Lecture 6

Electric Field Lines

• Visualization of Electric Fields

  • Electric field lines provide a map of how electric fields are distributed in space and time.

  • Lines represent the direction of force experienced by test charges.

• Direction of Electric Field Lines

  • Lines point away from positive charges and toward negative charges:

    • Positive test charge near a positive source experiences repulsion.

    • Positive test charge near a negative source experiences attraction.

• Line Density

  • Line density correlates with electric field strength; more lines indicate a stronger field.

  • Examples:

    • A charge +q has fewer lines than a charge +2q, indicating a stronger charge for +2q.

    • Areas without lines indicate a weak or zero electric field.

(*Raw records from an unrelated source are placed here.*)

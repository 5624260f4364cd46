//! User configuration (`config.toml`) and its merge with command-line flags.

use directories::ProjectDirs;
use serde::Deserialize;
use std::path::{Path, PathBuf};
use std::time::Duration;

const MAX_CONFIG_FILE_BYTES: u64 = 1_048_576; // 1 MiB

pub const DEFAULT_REFRESH_MINUTES: u64 = 15;
pub const DEFAULT_TIMEOUT_SECS: u64 = 10;

#[derive(Debug, Default, Deserialize, PartialEq, Eq)]
#[serde(deny_unknown_fields)]
pub struct ConfigFile {
    /// Schedule URL or path.
    pub source: Option<String>,
    /// Minutes between automatic refreshes; 0 disables them.
    pub refresh_minutes: Option<u64>,
    pub timeout_secs: Option<u64>,
    pub keymap: Option<String>,
}

/// Read the config file. Problems become warnings and the defaults are used.
pub fn load_config(explicit: Option<&Path>) -> (ConfigFile, Vec<String>) {
    let mut warnings = Vec::new();
    let Some(path) = explicit.map(Path::to_path_buf).or_else(user_config_path) else {
        return (ConfigFile::default(), warnings);
    };

    if !path.exists() {
        if explicit.is_some() {
            warnings.push(format!("Config file not found: {}", path.display()));
        }
        return (ConfigFile::default(), warnings);
    }

    let config = match std::fs::metadata(&path) {
        Ok(meta) if meta.len() > MAX_CONFIG_FILE_BYTES => {
            warnings.push(format!(
                "Refusing to read {}: file too large ({} bytes, max {})",
                path.display(),
                meta.len(),
                MAX_CONFIG_FILE_BYTES
            ));
            None
        }
        Ok(_) => match std::fs::read_to_string(&path) {
            Ok(content) => match toml::from_str::<ConfigFile>(&content) {
                Ok(parsed) => Some(parsed),
                Err(err) => {
                    warnings.push(format!("Failed to parse {}: {}", path.display(), err));
                    None
                }
            },
            Err(err) => {
                warnings.push(format!("Failed to read {}: {}", path.display(), err));
                None
            }
        },
        Err(err) => {
            warnings.push(format!(
                "Failed to read metadata for {}: {}",
                path.display(),
                err
            ));
            None
        }
    };
    (config.unwrap_or_default(), warnings)
}

fn user_config_path() -> Option<PathBuf> {
    let proj = ProjectDirs::from("", "", "shiftboard")?;
    let mut path = proj.config_dir().to_path_buf();
    path.push("config.toml");
    Some(path)
}

/// Values given on the command line; each one wins over the config file.
#[derive(Debug, Default)]
pub struct Overrides {
    pub source: Option<String>,
    pub refresh_minutes: Option<u64>,
    pub timeout_secs: Option<u64>,
    pub keymap: Option<String>,
}

/// Effective settings after merging flags, config file and defaults.
#[derive(Debug, PartialEq, Eq)]
pub struct Settings {
    pub source: Option<String>,
    pub refresh: Option<Duration>,
    pub timeout: Duration,
    pub keymap: Option<String>,
}

impl Settings {
    pub fn resolve(cli: Overrides, file: ConfigFile) -> Self {
        let minutes = cli
            .refresh_minutes
            .or(file.refresh_minutes)
            .unwrap_or(DEFAULT_REFRESH_MINUTES);
        let timeout = cli
            .timeout_secs
            .or(file.timeout_secs)
            .unwrap_or(DEFAULT_TIMEOUT_SECS);
        Settings {
            source: cli.source.or(file.source),
            refresh: (minutes > 0).then(|| Duration::from_secs(minutes.saturating_mul(60))),
            timeout: Duration::from_secs(timeout.max(1)),
            keymap: cli.keymap.or(file.keymap),
        }
    }
}

#[cfg(test)]
mod tests {
    use super::*;
    use std::io::Write;

    fn write_config(content: &str) -> tempfile::NamedTempFile {
        let mut file = tempfile::NamedTempFile::new().unwrap();
        file.write_all(content.as_bytes()).unwrap();
        file
    }

    #[test]
    fn test_load_config() {
        let file = write_config(
            r#"
source = "https://ops.example.org/api/schedule/"
refresh_minutes = 5
keymap = "arrows"
"#,
        );
        let (config, warnings) = load_config(Some(file.path()));
        assert!(warnings.is_empty());
        assert_eq!(
            config.source.as_deref(),
            Some("https://ops.example.org/api/schedule/")
        );
        assert_eq!(config.refresh_minutes, Some(5));
        assert_eq!(config.timeout_secs, None);
        assert_eq!(config.keymap.as_deref(), Some("arrows"));
    }

    #[test]
    fn test_unknown_key_is_a_warning() {
        let file = write_config("refresh_minuts = 5\n");
        let (config, warnings) = load_config(Some(file.path()));
        assert_eq!(config, ConfigFile::default());
        assert_eq!(warnings.len(), 1);
        assert!(warnings[0].starts_with("Failed to parse"));
    }

    #[test]
    fn test_missing_explicit_config_is_a_warning() {
        let dir = tempfile::tempdir().unwrap();
        let (config, warnings) = load_config(Some(&dir.path().join("nope.toml")));
        assert_eq!(config, ConfigFile::default());
        assert!(warnings[0].starts_with("Config file not found"));
    }

    #[test]
    fn test_flags_override_config() {
        let file = ConfigFile {
            source: Some("roster.json".to_string()),
            refresh_minutes: Some(5),
            timeout_secs: Some(30),
            keymap: Some("arrows".to_string()),
        };
        let cli = Overrides {
            refresh_minutes: Some(0),
            keymap: Some("vim".to_string()),
            ..Overrides::default()
        };
        let settings = Settings::resolve(cli, file);
        assert_eq!(settings.source.as_deref(), Some("roster.json"));
        assert_eq!(settings.refresh, None);
        assert_eq!(settings.timeout, Duration::from_secs(30));
        assert_eq!(settings.keymap.as_deref(), Some("vim"));
    }

    #[test]
    fn test_defaults() {
        let settings = Settings::resolve(Overrides::default(), ConfigFile::default());
        assert_eq!(settings.source, None);
        assert_eq!(settings.refresh, Some(Duration::from_secs(15 * 60)));
        assert_eq!(settings.timeout, Duration::from_secs(10));
    }

    #[test]
    fn test_huge_refresh_interval_saturates() {
        let settings = Settings::resolve(
            Overrides {
                refresh_minutes: Some(u64::MAX),
                ..Overrides::default()
            },
            ConfigFile::default(),
        );
        assert_eq!(settings.refresh, Some(Duration::from_secs(u64::MAX)));
    }
}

Electric Field Strength and Charges

• Electric Field Configuration

  • The configuration is unique for a given system of charges and does not cross.

  • Strong regions of the electric field occur between opposite charges (e.g., +4q and -2q).

• Uniform Electric Fields

  • An example is a positively charged plane where the electric field above points upward and below points downward.

Applications of Electric Fields in Nature

• Behavior in Biological Systems

  • Certain species navigate using the electric fields of air/magnetic fields during migration.

    • Example: Birds and monarch butterflies use magnetic field lines for direction.

    • Birds may experience electron spin changes in a chemical reaction based on magnetic fields.

• Sharks

  • Sharks utilize the ampullae of Lorenzini to detect electrical fields and magnetic fields, aiding in prey detection.

• Platypus

  • Platypuses locate shrimp by sensing electric field distortions in murky waters.

• Electric Eels

  • Electric eels create an electric field to sense the presence of other animals, which affects their hunting ability.

• Spiders

  • Recent research shows that spiders can traverse distances utilizing the electric fields through a phenomenon known as ballooning:

    • Spiders release silk that becomes charged, causing them to be lifted by electric fields in the atmosphere.

Effect of Electric Fields on Charges

• Movement Under Electric Fields

  • Charged particles experience forces when they move through electric fields.

• Inkjet Printers as an Example

  • Ink droplets are charged to ensure they stick to the paper during printing.

• Kinematic Analysis

  • Analyze the motion of the charge droplet affected by electric fields to determine their position change (deflection).

• Electric Field Equations and Calculations

  • Use Newton's laws and kinematic equations to analyze the motion of charged particles (ink droplets).

• Acceleration Calculation

  • Acceleration is derived from the force exerted by the electric field on the droplet, considering its mass.

• Deflection Calculation

  • Conclude with the calculation for the vertical deflection of the ink drop across the parallel plates.

• Result

  • Final calculation yields a deflection of approximately 0.64 millimeters.